BEGIN SUPPLIED RECORDS

use anyhow::Result;
use async_trait::async_trait;
use std::collections::HashSet;

use crate::{Polarity, SentimentScorer, SentimentSignal};

const NEGATION_WORDS: &[&str] = &[
    "not", "no", "never", "don't", "doesn't", "didn't", "isn't", "aren't",
    "wasn't", "weren't", "won't", "wouldn't", "couldn't", "shouldn't", "hardly",
    "barely", "neither", "nor", "without",
];

const NEGATION_WINDOW: usize = 3;

const POSITIVE_WORDS: &[&str] = &[
    "bullish", "rally", "rallies", "surge", "surges", "gain", "gains", "profit",
    "growth", "beat", "beats", "upgrade", "upgraded", "outperform", "strong",
    "rise", "rises", "record", "soar", "soars", "rebound", "recovery", "robust",
    "accelerating", "exceed", "exceeds", "optimistic", "buyback", "dividend",
    "upside", "tailwind", "raised", "breakthrough",
];

const NEGATIVE_WORDS: &[&str] = &[
    "bearish", "decline", "declines", "loss", "losses", "fall", "falls",
    "plunge", "plunges", "crash", "crashes", "miss", "misses", "downgrade",
    "downgraded", "underperform", "weak", "drop", "drops", "slump", "warning",
    "pessimistic", "fear", "fears", "recession", "lawsuit", "investigation", "default",
    "bankruptcy", "layoff", "layoffs", "downside", "headwind", "lowered",
];

/// Lexicon scorer used when no FinBERT service is configured.
///
/// Counts positive and negative words across all headlines, flipping a word
/// when a negation appears up to three words before it. The probability is
/// the winning side's share with one neutral pseudo-count added, so it stays
/// strictly below 1 and only approaches it with a lot of one-sided evidence.
#[derive(Debug, Clone)]
pub struct KeywordScorer {
    positive: HashSet<&'static str>,
    negative: HashSet<&'static str>,
    negation: HashSet<&'static str>,
}

impl Default for KeywordScorer {
    fn default() -> Self {
        Self::new()
    }
}

impl KeywordScorer {
    pub fn new() -> Self {
        Self {
            positive: POSITIVE_WORDS.iter().copied().collect(),
            negative: NEGATIVE_WORDS.iter().copied().collect(),
            negation: NEGATION_WORDS.iter().copied().collect(),
        }
    }

    /// (positive hits, negative hits) for one text
    fn count(&self, text: &str) -> (u32, u32) {
        let text_lower = text.to_lowercase();
        let words: Vec<&str> = text_lower
            .split(|c: char| c.is_whitespace() || matches!(c, ',' | ';' | '.' | '!' | '?' | ':' | '"'))
            .filter(|w| !w.is_empty())
            .collect();

        let negation_positions: Vec<usize> = words
            .iter()
            .enumerate()
            .filter(|(_, w)| self.negation.contains(*w))
            .map(|(i, _)| i)
            .collect();

        let mut positive = 0;
        let mut negative = 0;

        for (i, word) in words.iter().enumerate() {
            let is_positive = self.positive.contains(*word);
            let is_negative = self.negative.contains(*word);
            if !is_positive && !is_negative {
                continue;
            }

            let negated = negation_positions
                .iter()
                .any(|&neg_pos| neg_pos < i && (i - neg_pos) <= NEGATION_WINDOW);

            if is_positive != negated {
                positive += 1;
            } else {
                negative += 1;
            }
        }

        (positive, negative)
    }

    pub fn score_headlines(&self, headlines: &[String]) -> SentimentSignal {
        let (positive, negative) = headlines
            .iter()
            .map(|h| self.count(h))
            .fold((0u32, 0u32), |(p, n), (hp, hn)| (p + hp, n + hn));

        let total = (positive + negative + 1) as f64;
        if positive > negative {
            SentimentSignal::new(positive as f64 / total, Polarity::Positive)
        } else if negative > positive {
            SentimentSignal::new(negative as f64 / total, Polarity::Negative)
        } else {
            SentimentSignal::new(1.0 - (positive + negative) as f64 / total, Polarity::Neutral)
        }
    }
}

#[async_trait]
impl SentimentScorer for KeywordScorer {
    async fn score(&self, headlines: &[String]) -> Result<SentimentSignal> {
        Ok(self.score_headlines(headlines))
    }

    fn scorer_name(&self) -> &str {
        "keyword"
    }
}
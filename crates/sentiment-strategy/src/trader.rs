use async_trait::async_trait;
use broker_trait::{BracketOrderRequest, BrokerClient};
use news_feed::{NewsSource, NewsWindow};
use position_sizer::{SizingError, SizingResult};
use sentiment_analysis::{SentimentScorer, SentimentSignal};
use serde::{Deserialize, Serialize};

use crate::decision::{bracket_order, decide, Decision, DecisionInput, HoldReason, TradeSide};
use crate::error::{StrategyError, StrategyResult};
use crate::{Clock, Strategy};

#[derive(Debug, Clone, PartialEq, Serialize, Deserialize)]
pub struct StrategyConfig {
    pub name: String,
    pub symbol: String,
    /// Fraction of cash committed per trade, in (0, 1]
    pub cash_at_risk: f64,
}

impl Default for StrategyConfig {
    fn default() -> Self {
        Self {
            name: "mlstrat".to_string(),
            symbol: "SPY".to_string(),
            cash_at_risk: 0.5,
        }
    }
}

impl StrategyConfig {
    pub fn validate(&self) -> StrategyResult<()> {
        if self.symbol.trim().is_empty() {
            return Err(StrategyError::InvalidConfig("symbol is empty".to_string()));
        }
        position_sizer::validate_risk_fraction(self.cash_at_risk)
            .map_err(|e| StrategyError::InvalidConfig(e.to_string()))
    }
}

/// Everything the strategy remembers between iterations
#[derive(Debug, Clone, PartialEq, Serialize, Deserialize)]
pub struct StrategyState {
    pub symbol: String,
    pub cash_at_risk: f64,
    pub last_trade: TradeSide,
}

#[derive(Debug, Clone, PartialEq, Serialize, Deserialize)]
pub struct TradeReport {
    pub order: BracketOrderRequest,
    /// An opposing position was closed before the order went in
    pub flattened: bool,
    pub broker_order_id: String,
    pub signal: SentimentSignal,
    pub sizing: SizingResult,
}

#[derive(Debug, Clone, PartialEq, Serialize, Deserialize)]
pub enum IterationOutcome {
    Held(HoldReason),
    Traded(TradeReport),
}

impl IterationOutcome {
    pub fn is_trade(&self) -> bool {
        matches!(self, IterationOutcome::Traded(_))
    }
}

/// News-sentiment bracket trader for a single symbol.
///
/// Each iteration sizes against current cash, scores the trailing three days
/// of headlines, and either holds or submits a bracket order, closing an
/// opposing position first.
pub struct SentimentTrader<B, N, S, C> {
    config: StrategyConfig,
    broker: B,
    news: N,
    sentiment: S,
    clock: C,
    last_trade: TradeSide,
}

impl<B, N, S, C> SentimentTrader<B, N, S, C>
where
    B: BrokerClient,
    N: NewsSource,
    S: SentimentScorer,
    C: Clock,
{
    pub fn new(
        config: StrategyConfig,
        broker: B,
        news: N,
        sentiment: S,
        clock: C,
    ) -> StrategyResult<Self> {
        config.validate()?;
        Ok(Self {
            config,
            broker,
            news,
            sentiment,
            clock,
            last_trade: TradeSide::None,
        })
    }

    pub fn state(&self) -> StrategyState {
        StrategyState {
            symbol: self.config.symbol.clone(),
            cash_at_risk: self.config.cash_at_risk,
            last_trade: self.last_trade,
        }
    }

    pub fn config(&self) -> &StrategyConfig {
        &self.config
    }

    pub fn broker(&self) -> &B {
        &self.broker
    }

    async fn position_sizing(&self) -> StrategyResult<SizingResult> {
        let symbol = &self.config.symbol;
        let cash = self.broker.get_cash().await.map_err(StrategyError::broker)?;
        let last_price = self
            .broker
            .get_last_price(symbol)
            .await
            .map_err(StrategyError::broker)?;

        position_sizer::size(cash, last_price, self.config.cash_at_risk).map_err(|e| match e {
            SizingError::InvalidPrice(price) => StrategyError::InvalidPrice {
                symbol: symbol.clone(),
                price,
            },
            SizingError::Overflow { cash, last_price } => StrategyError::SizingOverflow {
                symbol: symbol.clone(),
                cash,
                last_price,
            },
            invalid @ SizingError::InvalidRiskFraction(_) => {
                StrategyError::InvalidConfig(invalid.to_string())
            }
        })
    }

    async fn get_sentiment(&self) -> StrategyResult<SentimentSignal> {
        let window = NewsWindow::ending_at(self.clock.now());
        let headlines = self
            .news
            .get_headlines(&self.config.symbol, window.start, window.end)
            .await
            .map_err(StrategyError::news)?;

        tracing::debug!(
            "{}: {} headlines from {} for {}",
            self.config.symbol,
            headlines.len(),
            self.news.source_name(),
            window
        );

        self.sentiment
            .score(&headlines)
            .await
            .map_err(StrategyError::sentiment)
    }

    async fn dispatch(
        &mut self,
        decision: Decision,
        sizing: SizingResult,
        signal: SentimentSignal,
    ) -> StrategyResult<IterationOutcome> {
        let (side, flatten) = match decision {
            Decision::Hold(reason) => return Ok(IterationOutcome::Held(reason)),
            Decision::Open(side) => (side, false),
            Decision::Flip(side) => (side, true),
        };
        let symbol = self.config.symbol.clone();

        if flatten {
            tracing::info!("{}: closing {} position before {}", symbol, self.last_trade, side);
            self.broker
                .close_position(&symbol)
                .await
                .map_err(StrategyError::broker)?;
        }

        let order = bracket_order(&symbol, side, sizing.quantity, sizing.last_price);
        tracing::info!(
            "{}: {} {} @ ~{} (take profit {}, stop loss {}) on {} sentiment {:.4}",
            symbol,
            side,
            order.quantity,
            sizing.last_price,
            order.take_profit_price.round_dp(2),
            order.stop_loss_price.round_dp(2),
            signal.polarity,
            signal.probability
        );

        // State only moves once the broker has accepted the order
        let placed = self
            .broker
            .submit_bracket_order(order.clone())
            .await
            .map_err(StrategyError::broker)?;
        self.last_trade = TradeSide::from(side);

        Ok(IterationOutcome::Traded(TradeReport {
            order,
            flattened: flatten,
            broker_order_id: placed.id,
            signal,
            sizing,
        }))
    }
}

#[async_trait]
impl<B, N, S, C> Strategy for SentimentTrader<B, N, S, C>
where
    B: BrokerClient,
    N: NewsSource,
    S: SentimentScorer,
    C: Clock,
{
    fn name(&self) -> &str {
        &self.config.name
    }

    async fn initialize(&mut self) -> StrategyResult<()> {
        self.config.validate()?;
        self.last_trade = TradeSide::None;

        tracing::info!(
            "Strategy {} initialized: {} with {:.0}% cash at risk via {} ({}), news from {}, sentiment from {}",
            self.config.name,
            self.config.symbol,
            self.config.cash_at_risk * 100.0,
            self.broker.broker_name(),
            if self.broker.is_paper() { "paper" } else { "live" },
            self.news.source_name(),
            self.sentiment.scorer_name()
        );
        Ok(())
    }

    async fn on_iteration(&mut self) -> StrategyResult<IterationOutcome> {
        let sizing = self.position_sizing().await?;
        let signal = self.get_sentiment().await?;

        let decision = decide(&DecisionInput {
            last_trade: self.last_trade,
            signal,
            cash: sizing.cash,
            last_price: sizing.last_price,
            quantity: sizing.quantity,
        });

        if let Decision::Hold(reason) = decision {
            tracing::info!(
                "{}: holding ({}), cash {} price {} sentiment {} {:.4}",
                self.config.symbol,
                reason,
                sizing.cash.round_dp(2),
                sizing.last_price,
                signal.polarity,
                signal.probability
            );
        }

        self.dispatch(decision, sizing, signal).await
    }
}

END SUPPLIED RECORDS

> _WHAT TO DO_: Copy out every line from the material above in which the word "decide" appears.

> _RESPONSE TO THE EXERCISE_:
use crate::decision::{bracket_order, decide, Decision, DecisionInput, HoldReason, TradeSide};
        let decision = decide(&DecisionInput {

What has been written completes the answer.